Durante las décadas de los años ochenta y noventa, la “limpieza social” fue un fenómeno que sacudió distintas ciudades colombianas; la ciudad de Bucaramanga presenta una de las mayores tasas de asesinatos en este contexto. Las razones no son claras; sin embargo, las hipótesis apuntan al carácter de preservar el entorno urbano “limpio” de los problemas sociales que aquejan a la ciudad de una manera expedita e individualizante. Estas operaciones de limpieza se realizan en barrios populares y megaslums contra personas con antecedentes judiciales, recicladores, habitantes de calle, comunidad LGBTI y personas que ejercen la prostitución. Sin embargo, pronto la “limpieza social” se convierte en una herramienta de coacción política contra miembros de sindicatos, estudiantes, artistas y líderes comunales; una forma de ejercer un poder que posteriormente replicarán los grupos paramilitares.

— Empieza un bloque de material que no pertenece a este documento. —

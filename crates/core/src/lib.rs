pub mod api;
pub mod client;
pub mod config;
pub mod connections;
pub mod effects;
pub mod requests;
pub mod schema_metadata;
pub mod settings;
pub mod settings_panel;
pub mod workbench;

#[cfg(test)]
mod test_support;
mod logging;

use std::path::PathBuf;
use std::sync::Arc;

use clap::Parser;
use porthole_adapters::http::HttpPortholeApi;
use porthole_core::api::PortholeApi;
use porthole_core::config::{ClientConfig, ConfigError, FileConfigStore};

#[derive(Parser, Debug)]
#[command(name = "porthole", version, about = "Terminal client for a porthole query server")]
struct Args {
    /// Server base URL, e.g. http://127.0.0.1:5000
    #[arg(long)]
    server_root: Option<String>,
    /// Client config file (defaults to the platform config directory)
    #[arg(long)]
    config: Option<PathBuf>,
    /// tracing filter directives; RUST_LOG still takes precedence
    #[arg(long)]
    log_filter: Option<String>,
}

#[derive(Debug, Clone, PartialEq, Eq)]
struct ResolvedConfig {
    config: ClientConfig,
    log_file: PathBuf,
}

fn resolve_config(args: &Args) -> Result<ResolvedConfig, ConfigError> {
    let store = match &args.config {
        Some(path) => FileConfigStore::load_from_path(path.clone())?,
        None => FileConfigStore::load_default()?,
    };
    let log_file = store.log_file();

    let mut config = store.into_config();
    if let Some(server_root) = &args.server_root {
        config.server_root.clone_from(server_root);
    }
    if let Some(log_filter) = &args.log_filter {
        config.log_filter.clone_from(log_filter);
    }

    Ok(ResolvedConfig { config, log_file })
}

fn run_app(
    config: &ClientConfig,
    run_tui: impl FnOnce(Arc<dyn PortholeApi>, &str) -> Result<(), porthole_tui::TuiError>,
) -> Result<(), Box<dyn std::error::Error>> {
    let api = HttpPortholeApi::new(config.server_root.clone(), config.request_timeout())?;
    tracing::info!(server_root = %api.root(), "starting porthole");
    run_tui(Arc::new(api), &config.server_root)?;
    tracing::info!("porthole exited");
    Ok(())
}

fn main() -> Result<(), Box<dyn std::error::Error>> {
    let args = Args::parse();
    let resolved = resolve_config(&args)?;
    let _log_guard = logging::init(&resolved.config.log_filter, &resolved.log_file)?;
    run_app(&resolved.config, porthole_tui::run)
}
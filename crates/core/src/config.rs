use std::env;
use std::fs;
use std::path::PathBuf;
use std::time::Duration;

use serde::Deserialize;
use thiserror::Error;

pub const DEFAULT_SERVER_ROOT: &str = "http://127.0.0.1:5000";
pub const DEFAULT_LOG_FILTER: &str = "info";

const CONFIG_FILE_NAME: &str = "client.toml";
const LOG_FILE_NAME: &str = "porthole.log";

#[derive(Debug, Clone, Deserialize, PartialEq, Eq)]
pub struct ClientConfig {
    #[serde(default = "default_server_root")]
    pub server_root: String,
    #[serde(default)]
    pub request_timeout_secs: Option<u64>,
    #[serde(default = "default_log_filter")]
    pub log_filter: String,
    #[serde(default)]
    pub log_file: Option<PathBuf>,
}

fn default_server_root() -> String {
    DEFAULT_SERVER_ROOT.to_string()
}

fn default_log_filter() -> String {
    DEFAULT_LOG_FILTER.to_string()
}

impl Default for ClientConfig {
    fn default() -> Self {
        Self {
            server_root: default_server_root(),
            request_timeout_secs: None,
            log_filter: default_log_filter(),
            log_file: None,
        }
    }
}

impl ClientConfig {
    #[must_use]
    pub fn request_timeout(&self) -> Option<Duration> {
        self.request_timeout_secs.map(Duration::from_secs)
    }
}

#[derive(Debug, Error)]
pub enum ConfigError {
    #[error("config directory is unavailable for this platform")]
    ConfigDirUnavailable,
    #[error("failed to read config file at {path}: {source}")]
    Read {
        path: PathBuf,
        #[source]
        source: std::io::Error,
    },
    #[error("failed to parse config file at {path}: {source}")]
    Parse {
        path: PathBuf,
        #[source]
        source: toml::de::Error,
    },
}

#[derive(Debug, Clone)]
pub struct FileConfigStore {
    path: PathBuf,
    config: ClientConfig,
}

impl FileConfigStore {
    pub fn load_default() -> Result<Self, ConfigError> {
        let path = default_config_path()?;
        Self::load_from_path(path)
    }

    pub fn load_from_path(path: impl Into<PathBuf>) -> Result<Self, ConfigError> {
        let path = path.into();
        if !path.exists() {
            return Ok(Self {
                path,
                config: ClientConfig::default(),
            });
        }

        let raw = fs::read_to_string(&path).map_err(|source| ConfigError::Read {
            path: path.clone(),
            source,
        })?;

        if raw.trim().is_empty() {
            return Ok(Self {
                path,
                config: ClientConfig::default(),
            });
        }

        let config = toml::from_str(&raw).map_err(|source| ConfigError::Parse {
            path: path.clone(),
            source,
        })?;

        Ok(Self { path, config })
    }

    #[must_use]
    pub fn config(&self) -> &ClientConfig {
        &self.config
    }

    #[must_use]
    pub fn into_config(self) -> ClientConfig {
        self.config
    }

    /// Log file from the config, or one next to the config file.
    #[must_use]
    pub fn log_file(&self) -> PathBuf {
        self.config.log_file.clone().unwrap_or_else(|| {
            self.path
                .parent()
                .map_or_else(|| PathBuf::from(LOG_FILE_NAME), |dir| dir.join(LOG_FILE_NAME))
        })
    }
}

pub fn default_config_dir() -> Result<PathBuf, ConfigError> {
    let base_dir = if let Some(custom) = env::var_os("PORTHOLE_CONFIG_DIR") {
        PathBuf::from(custom)
    } else if cfg!(target_os = "windows") {
        env::var_os("APPDATA")
            .map(PathBuf::from)
            .ok_or(ConfigError::ConfigDirUnavailable)?
    } else if let Some(xdg_config_home) = env::var_os("XDG_CONFIG_HOME") {
        PathBuf::from(xdg_config_home)
    } else {
        let home = env::var_os("HOME").ok_or(ConfigError::ConfigDirUnavailable)?;
        PathBuf::from(home).join(".config")
    };

    Ok(base_dir.join("porthole"))
}

pub fn default_config_path() -> Result<PathBuf, ConfigError> {
    Ok(default_config_dir()?.join(CONFIG_FILE_NAME))
}

#[cfg(test)]
mod tests {
    use std::fs;
    use std::path::PathBuf;
    use std::time::Duration;

    use tempfile::TempDir;

    use super::{ClientConfig, ConfigError, FileConfigStore, DEFAULT_SERVER_ROOT};

    fn temp_config_path(temp_dir: &TempDir) -> PathBuf {
        temp_dir.path().join("porthole").join("client.toml")
    }

    #[test]
    fn missing_config_file_loads_defaults() {
        let temp_dir = TempDir::new().expect("failed to create temp directory");
        let store =
            FileConfigStore::load_from_path(temp_config_path(&temp_dir)).expect("load defaults");

        assert_eq!(store.config(), &ClientConfig::default());
        assert_eq!(store.config().server_root, DEFAULT_SERVER_ROOT);
        assert!(store.config().request_timeout().is_none());
    }

    #[test]
    fn partial_file_fills_in_defaults() {
        let temp_dir = TempDir::new().expect("failed to create temp directory");
        let path = temp_dir.path().join("client.toml");
        fs::write(&path, "request_timeout_secs = 15\n").expect("write config");

        let store = FileConfigStore::load_from_path(&path).expect("load config");
        assert_eq!(store.config().server_root, DEFAULT_SERVER_ROOT);
        assert_eq!(
            store.config().request_timeout(),
            Some(Duration::from_secs(15))
        );
        assert_eq!(store.log_file(), temp_dir.path().join("porthole.log"));
    }

    #[test]
    fn explicit_log_file_and_root_are_loaded() {
        let temp_dir = TempDir::new().expect("failed to create temp directory");
        let path = temp_dir.path().join("client.toml");
        fs::write(
            &path,
            "server_root = \"https://porthole.internal\"\nlog_file = \"/var/log/porthole.log\"\n",
        )
        .expect("write config");

        let store = FileConfigStore::load_from_path(&path).expect("load config");
        assert_eq!(store.config().server_root, "https://porthole.internal");
        assert_eq!(store.log_file(), PathBuf::from("/var/log/porthole.log"));
    }

    #[test]
    fn invalid_toml_reports_parse_error() {
        let temp_dir = TempDir::new().expect("failed to create temp directory");
        let path = temp_dir.path().join("client.toml");
        fs::write(&path, "server_root = [").expect("write config");

        let err = FileConfigStore::load_from_path(&path).expect_err("parse should fail");
        assert!(matches!(err, ConfigError::Parse { .. }));
    }
}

La mal llamada “limpieza social” es una muestra de un intrincado dispositivo de violencia y muerte que convierte en algo cotidiano las masacres y la excepcionalidad propuesta por grupos ajenos a la fuerza del Estado. Esta tipología de la violencia es parte del tránsito hacia una violencia exterminadora financiada por el narcotráfico y las alianzas de élites con grupos paramilitares. Este periodo es clave en la comprensión de coyunturas posteriores del conflicto armado. Por lo tanto, el estudio aquí realizado es una invitación a nuevas investigaciones en otras ciudades colombianas, así como a estudios comparados con coyunturas similares en países como México.
Este síntoma de la violencia contiene múltiples variables como el crecimiento demográfico, la aparición de zonas barriales periféricas caracterizadas por la pobreza y la desigualdad, el aumento de la drogadicción, la explotación sexual y la inseguridad, hasta el afianzamiento de lógicas neoliberales en las que la transmutación del cuerpo como un elemento de violencia y control social es determinante en un capitalismo gore. En medio de todas estas variables surgen los escuadrones de la muerte, los cuales usan el mismo modus operandi del conflicto armado rural, para imponer un control y la ilusión de orden en los cascos urbanos con asesinatos selectivos, masacres, torturas, intimidaciones y otros hechos victimizantes.